From: Tobias Brunner <tobias@strongswan.org>
Date: Fri, 6 Jun 2025 09:17:38 +0000 (+0200)
Subject: testing: Make sure ML-KEM scenarios use our ml plugin
X-Git-Tag: android-2.5.6~3
X-Git-Url: http://git.ipfire.org/?a=commitdiff_plain;h=9a6aa2530e76e2e8d3d1a6511230c14ea01d1cf0;p=thirdparty%2Fstrongswan.git

testing: Make sure ML-KEM scenarios use our ml plugin

We now support OpenSSL's implementation in the openssl plugin.  This
makes sure our plugin is used on at least one of the hosts if we ever
switch to an OpenSSL version that supports ML-KEM.

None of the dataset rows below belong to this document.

//! Tool trait and typed closure tools

use std::collections::BTreeMap;
use std::marker::PhantomData;

use async_trait::async_trait;
use duplex_core::{ParameterSpec, ToolDescriptor};
use serde::de::DeserializeOwned;

use crate::ToolError;

/// Outcome of a tool invocation.
///
/// A failed invocation still carries a response string, so the model sees a
/// failure message rather than silence.
#[derive(Debug, Clone)]
pub struct ToolOutcome {
    pub response: String,
    pub error: Option<ToolError>,
}

impl ToolOutcome {
    pub fn ok(response: impl Into<String>) -> Self {
        Self {
            response: response.into(),
            error: None,
        }
    }

    pub fn failed(response: impl Into<String>, error: ToolError) -> Self {
        Self {
            response: response.into(),
            error: Some(error),
        }
    }
}

/// A named callable with a JSON-argument interface.
#[async_trait]
pub trait Tool: Send + Sync {
    fn name(&self) -> &str;

    fn description(&self) -> &str;

    /// The wire-facing description presented to the LLM.
    fn descriptor(&self) -> ToolDescriptor;

    /// Execute with the raw JSON argument string the LLM emitted.
    async fn execute(&self, arguments: &str) -> ToolOutcome;
}

/// A tool backed by a closure taking typed, deserialized parameters.
///
/// Arguments that fail to parse produce the literal response
/// "Invalid parameters format" together with an error, so the failure is
/// visible to the model on the next round.
pub struct FnTool<T, F> {
    name: String,
    description: String,
    parameters: BTreeMap<String, ParameterSpec>,
    execute: F,
    _marker: PhantomData<fn(T)>,
}

impl<T, F> FnTool<T, F>
where
    T: DeserializeOwned + Send + Sync,
    F: Fn(T) -> Result<String, ToolError> + Send + Sync,
{
    pub fn new(
        name: impl Into<String>,
        description: impl Into<String>,
        parameters: BTreeMap<String, ParameterSpec>,
        execute: F,
    ) -> Self {
        Self {
            name: name.into(),
            description: description.into(),
            parameters,
            execute,
            _marker: PhantomData,
        }
    }
}

#[async_trait]
impl<T, F> Tool for FnTool<T, F>
where
    T: DeserializeOwned + Send + Sync,
    F: Fn(T) -> Result<String, ToolError> + Send + Sync,
{
    fn name(&self) -> &str {
        &self.name
    }

    fn description(&self) -> &str {
        &self.description
    }

    fn descriptor(&self) -> ToolDescriptor {
        ToolDescriptor {
            name: self.name.clone(),
            description: self.description.clone(),
            parameters: self.parameters.clone(),
        }
    }

    async fn execute(&self, arguments: &str) -> ToolOutcome {
        let parameters: T = match serde_json::from_str(arguments) {
            Ok(parameters) => parameters,
            Err(err) => {
                return ToolOutcome::failed(
                    "Invalid parameters format",
                    ToolError::InvalidArguments(err.to_string()),
                );
            }
        };
        match (self.execute)(parameters) {
            Ok(response) => ToolOutcome::ok(response),
            Err(err) => ToolOutcome::failed(err.to_string(), err),
        }
    }
}
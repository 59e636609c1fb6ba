//! Streamed chunk types
//!
//! A streaming provider emits a sequence of typed chunks. The tagged union
//! keeps runtime dispatch to a single match site in the driver.

use duplex_core::ToolCall;

/// One chunk from a streaming LLM response.
#[derive(Debug, Clone)]
pub enum LlmChunk {
    /// Role announcement, usually the first chunk of a response.
    Role { role: String },
    /// Reasoning delta. Not part of the spoken response.
    Reasoning { text: String, channel: Option<String> },
    /// Content delta.
    Content { text: String },
    /// A complete tool call assembled by the provider.
    ToolCall(ToolCall),
    /// Token accounting, typically the last chunk.
    Usage(Usage),
    /// End of the response.
    Finish { reason: String },
}

impl LlmChunk {
    pub fn content(text: impl Into<String>) -> Self {
        LlmChunk::Content { text: text.into() }
    }

    pub fn finish(reason: impl Into<String>) -> Self {
        LlmChunk::Finish { reason: reason.into() }
    }
}

/// Token and latency accounting for one request.
#[derive(Debug, Clone, Default, PartialEq)]
pub struct Usage {
    pub queue_time: f64,
    pub prompt_tokens: u32,
    pub prompt_time: f64,
    pub completion_tokens: u32,
    pub completion_time: f64,
    pub total_tokens: u32,
    pub total_time: f64,
    pub completion_tokens_details: Option<CompletionTokensDetails>,
}

#[derive(Debug, Clone, Default, PartialEq, Eq)]
pub struct CompletionTokensDetails {
    pub reasoning_tokens: u32,
}
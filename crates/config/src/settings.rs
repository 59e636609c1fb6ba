//! Main settings module

use config::{Config, Environment, File};
use serde::{Deserialize, Serialize};
use std::path::Path;

use crate::ConfigError;

/// Top-level application settings.
#[derive(Debug, Clone, Serialize, Deserialize, Default)]
pub struct Settings {
    /// Orchestrator behavior.
    #[serde(default)]
    pub orchestrator: OrchestratorConfig,

    /// Provider credentials.
    #[serde(default)]
    pub providers: ProviderKeys,

    /// Observability configuration.
    #[serde(default)]
    pub observability: ObservabilityConfig,
}

impl Settings {
    /// Load settings: `duplex.toml` (or the given path) if present, then
    /// `DUPLEX_*` environment variables, then provider credentials from
    /// their canonical environment variables.
    pub fn load(path: Option<&Path>) -> Result<Self, ConfigError> {
        let file = path
            .map(|p| p.to_string_lossy().into_owned())
            .unwrap_or_else(|| "duplex.toml".to_string());

        let mut settings: Settings = Config::builder()
            .add_source(File::with_name(&file).required(false))
            .add_source(Environment::with_prefix("DUPLEX").separator("__"))
            .build()?
            .try_deserialize()?;

        settings.providers.fill_from_env();
        settings.validate()?;
        tracing::debug!(source = %file, "settings loaded");
        Ok(settings)
    }

    /// Validate settings.
    pub fn validate(&self) -> Result<(), ConfigError> {
        if self.orchestrator.prompt_queue_capacity == 0 {
            return Err(ConfigError::InvalidValue {
                field: "orchestrator.prompt_queue_capacity".to_string(),
                message: "prompt queue capacity must be at least 1".to_string(),
            });
        }
        Ok(())
    }
}

/// Orchestrator behavior knobs.
#[derive(Debug, Clone, Serialize, Deserialize)]
pub struct OrchestratorConfig {
    /// Forward audio to STT even while recording is toggled off.
    #[serde(default = "default_true")]
    pub always_recording: bool,

    /// Capacity of the pending-prompt queue; enqueues beyond it fail fast.
    #[serde(default = "default_queue_capacity")]
    pub prompt_queue_capacity: usize,
}

impl Default for OrchestratorConfig {
    fn default() -> Self {
        Self {
            always_recording: true,
            prompt_queue_capacity: 10,
        }
    }
}

/// API credentials for the provider collaborators. The core never reads
/// these; they are surfaced for provider wiring.
#[derive(Debug, Clone, Serialize, Deserialize, Default)]
pub struct ProviderKeys {
    pub deepgram_api_key: Option<String>,
    pub groq_api_key: Option<String>,
    pub openai_api_key: Option<String>,
}

impl ProviderKeys {
    /// Fill unset keys from the canonical environment variables.
    pub fn fill_from_env(&mut self) {
        for (slot, var) in [
            (&mut self.deepgram_api_key, "DEEPGRAM_API_KEY"),
            (&mut self.groq_api_key, "GROQ_API_KEY"),
            (&mut self.openai_api_key, "OPENAI_API_KEY"),
        ] {
            if slot.is_none() {
                if let Ok(value) = std::env::var(var) {
                    if !value.is_empty() {
                        *slot = Some(value);
                    }
                }
            }
        }
    }
}

/// Logging configuration.
#[derive(Debug, Clone, Serialize, Deserialize)]
pub struct ObservabilityConfig {
    /// Tracing filter directive, e.g. "info" or "duplex=debug".
    #[serde(default = "default_log_level")]
    pub log_level: String,
}

impl Default for ObservabilityConfig {
    fn default() -> Self {
        Self {
            log_level: default_log_level(),
        }
    }
}

fn default_true() -> bool {
    true
}

fn default_queue_capacity() -> usize {
    10
}

fn default_log_level() -> String {
    "info".to_string()
}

In the ikev2/rw-mlkem scenario the logic is reversed.  There the ml plugin
is preferred on moon to test the responder side (and carol for the
initiator) and dave will switch to OpenSSL if it ever provides ML-KEM.
---

diff --git a/testing/tests/botan/rw-mlkem/hosts/dave/etc/strongswan.conf b/testing/tests/botan/rw-mlkem/hosts/dave/etc/strongswan.conf
index 5bc58a282a..ec27c324d2 100755
--- a/testing/tests/botan/rw-mlkem/hosts/dave/etc/strongswan.conf
+++ b/testing/tests/botan/rw-mlkem/hosts/dave/etc/strongswan.conf
@@ -5,7 +5,7 @@ swanctl {
 }
 
 charon-systemd {
-  load = nonce openssl ml pem revocation constraints pubkey curl kernel-netlink socket-default updown vici
+  load = nonce ml openssl pem revocation constraints pubkey curl kernel-netlink socket-default updown vici
 
   rsa_pss = yes
 }
diff --git a/testing/tests/ikev2/rw-mlkem/hosts/carol/etc/strongswan.conf b/testing/tests/ikev2/rw-mlkem/hosts/carol/etc/strongswan.conf
index be6c08c149..2420570340 100755
--- a/testing/tests/ikev2/rw-mlkem/hosts/carol/etc/strongswan.conf
+++ b/testing/tests/ikev2/rw-mlkem/hosts/carol/etc/strongswan.conf
@@ -1,11 +1,11 @@
 # /etc/strongswan.conf - strongSwan configuration file
 
 swanctl {
-  load = botan pem x509 revocation constraints pubkey
+  load = pem pkcs1 x509 revocation constraints pubkey openssl random
 }
 
 charon-systemd {
-  load = nonce pem pkcs1 openssl ml revocation constraints pubkey curl kernel-netlink socket-default updown vici
+  load = nonce pem pkcs1 ml openssl revocation constraints pubkey curl kernel-netlink socket-default updown vici
 
   rsa_pss = yes
 }
diff --git a/testing/tests/ikev2/rw-mlkem/hosts/moon/etc/strongswan.conf b/testing/tests/ikev2/rw-mlkem/hosts/moon/etc/strongswan.conf
index 87ed37c8aa..2420570340 100755
--- a/testing/tests/ikev2/rw-mlkem/hosts/moon/etc/strongswan.conf
+++ b/testing/tests/ikev2/rw-mlkem/hosts/moon/etc/strongswan.conf
@@ -1,11 +1,11 @@
 # /etc/strongswan.conf - strongSwan configuration file
 
 swanctl {
-  load = pem botan x509 revocation constraints pubkey
+  load = pem pkcs1 x509 revocation constraints pubkey openssl random
 }
 
 charon-systemd {
-  load = nonce pem pkcs1 openssl ml revocation constraints pubkey curl kernel-netlink socket-default updown vici
+  load = nonce pem pkcs1 ml openssl revocation constraints pubkey curl kernel-netlink socket-default updown vici
 
   rsa_pss = yes
 }
diff --git a/testing/tests/wolfssl/rw-mlkem/hosts/dave/etc/strongswan.conf b/testing/tests/wolfssl/rw-mlkem/hosts/dave/etc/strongswan.conf
index 5bc58a282a..ec27c324d2 100755
--- a/testing/tests/wolfssl/rw-mlkem/hosts/dave/etc/strongswan.conf
+++ b/testing/tests/wolfssl/rw-mlkem/hosts/dave/etc/strongswan.conf
@@ -5,7 +5,7 @@ swanctl {
 }
 
 charon-systemd {
-  load = nonce openssl ml pem revocation constraints pubkey curl kernel-netlink socket-default updown vici
+  load = nonce ml openssl pem revocation constraints pubkey curl kernel-netlink socket-default updown vici
 
   rsa_pss = yes
 }